Pourquoi Washington est en train de tomber dans le piège syrien

La stratégie américaine en Syrie reste particulièrement bancale. (Ici, Donald Trump, suivi de Rex Tillerson et Jared Kushner à Davos, le 25 janvier 2018. AFP / Fabrice COFFRINI

En Syrie, les Américains vont s’engager durablement dans un territoire hostile avec des moyens limités et avec des objectifs considérables. À tous ceux qui se posaient la question de savoir quelle est leur stratégie dans ce pays, le secrétaire d’État Rex Tillerson a répondu au cours d’un discours prononcé à l’université de Stanford le 17 janvier dernier : les États-Unis veulent rester en Syrie dans la durée pour empêcher le retour de l’État islamique (EI), pour endiguer l’influence de l’Iran à la frontière syro-irakienne et pour affaiblir Bachar el-Assad. Trois objectifs d’envergure contre trois ennemis déclarés, dans un pays où ils ont beaucoup d’ennemis et de moins en moins d’alliés.
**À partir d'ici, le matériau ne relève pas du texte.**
//! Defines the transport mechanisms over which the design's registers can
//! be reached. Every access is addressed by register name against the
//! [`RegisterMap`] the transport was constructed from.

pub mod local;
pub mod mock;

use crate::core::RegisterMap;
use thiserror::Error;

#[derive(Debug, Error)]
pub enum Error {
    #[error("Register `{0}` does not exist in this design")]
    MissingRegister(String),
    #[error("Access past the end of register `{0}`")]
    OutOfBounds(String),
    #[error(transparent)]
    Local(#[from] local::Error),
}

pub type TransportResult<T> = Result<T, Error>;

/// Types that implement this trait can be serialized such that they can be
/// written to the design's registers
pub trait Serialize {
    type Chunk;
    fn serialize(&self) -> Self::Chunk;
}

/// Types that implement this trait can be deserialized such that they can be
/// read from the design's registers
pub trait Deserialize: Sized {
    type Chunk;
    fn deserialize(chunk: Self::Chunk) -> Self;
}

macro_rules! serdes_num {
    ($num:ty) => {
        impl Serialize for $num {
            type Chunk = [u8; core::mem::size_of::<$num>()];
            fn serialize(&self) -> Self::Chunk {
                self.to_be_bytes()
            }
        }
        impl Deserialize for $num {
            type Chunk = [u8; core::mem::size_of::<$num>()];
            fn deserialize(chunk: Self::Chunk) -> Self {
                <$num>::from_be_bytes(chunk)
            }
        }
    };
}

// Serdes for the register widths this design traffics in: 32-bit control
// words and 128-bit BRAM words, plus the smaller unsigned widths for free
serdes_num!(u8);
serdes_num!(u16);
serdes_num!(u32);
serdes_num!(u64);
serdes_num!(u128);

/// The trait that is implemented for every transport mechanism.
/// The methods of this trait *assume* the device is already reachable.
pub trait Transport {
    /// Tests to see if the connected design is up and serving its registers
    fn is_running(&mut self) -> TransportResult<bool>;

    /// Read `n` bytes from `register` starting at byte offset `offset`
    fn read_n_bytes(&mut self, register: &str, offset: usize, n: usize)
        -> TransportResult<Vec<u8>>;

    /// Read `N` bytes from `register` at byte offset `offset` into a
    /// const-sized array
    /// # Panics
    /// Panics if the transport returns the wrong number of bytes
    fn read_bytes<const N: usize>(
        &mut self,
        register: &str,
        offset: usize,
    ) -> TransportResult<[u8; N]> {
        let bytes = self.read_n_bytes(register, offset, N)?;
        Ok(bytes.try_into().unwrap())
    }

    /// Generically read a [`Deserialize`] type `T` from `register` at byte
    /// offset `offset`
    /// # Example
    /// ```
    /// # use axibram::core::Register;
    /// # use axibram::transport::{mock::Mock, Transport};
    /// # use std::collections::HashMap;
    /// # let mut transport = Mock::new(HashMap::from([("slv_reg0".into(), Register { addr: 0, length: 4 })]));
    /// let word: u32 = transport.read("slv_reg0", 0).unwrap();
    /// ```
    fn read<T, const N: usize>(&mut self, register: &str, offset: usize) -> TransportResult<T>
    where
        T: Deserialize<Chunk = [u8; N]>,
    {
        let bytes: [u8; N] = self.read_bytes(register, offset)?;
        Ok(T::deserialize(bytes))
    }

    /// Write `data` to `register` starting at byte offset `offset`
    fn write_bytes(&mut self, register: &str, offset: usize, data: &[u8]) -> TransportResult<()>;

    /// Generically write a [`Serialize`] type `T` to `register` at byte
    /// offset `offset`
    /// # Example
    /// ```
    /// # use axibram::core::Register;
    /// # use axibram::transport::{mock::Mock, Transport};
    /// # use std::collections::HashMap;
    /// # let mut transport = Mock::new(HashMap::from([("slv_reg0".into(), Register { addr: 0, length: 4 })]));
    /// transport.write("slv_reg0", 0, &42u32).unwrap();
    /// ```
    fn write<T, const N: usize>(
        &mut self,
        register: &str,
        offset: usize,
        data: &T,
    ) -> TransportResult<()>
    where
        T: Serialize<Chunk = [u8; N]>,
    {
        self.write_bytes(register, offset, &data.serialize())
    }

    /// Retrieve the map of registers this transport can reach
    fn listdev(&mut self) -> TransportResult<RegisterMap>;
}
De quoi se mettre à dos non seulement les jihadistes, les partisans du régime syrien, les Iraniens et leurs milices, dont le Hezbollah, mais aussi les Russes qui souhaitent régner en maîtres sur tout le territoire syrien.

Washington n’a apparemment pas l’intention de se donner davantage de moyens pour protéger ses intérêts contre tous ces rivaux proclamés. Il compte seulement pérenniser son alliance avec les Kurdes syriens du PYD (Parti de l’union démocratique), en créant une brigade de 30 000 hommes encadrés par leurs forces spéciales. Miser sur le PYD contre l’EI, le régime, l’Iran et, naturellement, Moscou, semble être un pari bien hasardeux. S’ils ont montré leur efficacité en tant que principaux partenaires des Occidentaux dans la reprise des territoires aux mains de l’EI, les milices kurdes posent deux grands inconvénients à leurs alliés. Premièrement, elles représentent une minorité et sont perçues comme une force d’occupation par les populations arabes. Deuxièmement, et surtout, s’allier avec eux est le meilleur moyen de provoquer la colère d’Ankara, qui les considère comme un groupe terroriste et qui a l’intention de les réduire à néant par tous les moyens.


(Lire aussi : « Les milices kurdes n’ont rien à envier au régime Assad »)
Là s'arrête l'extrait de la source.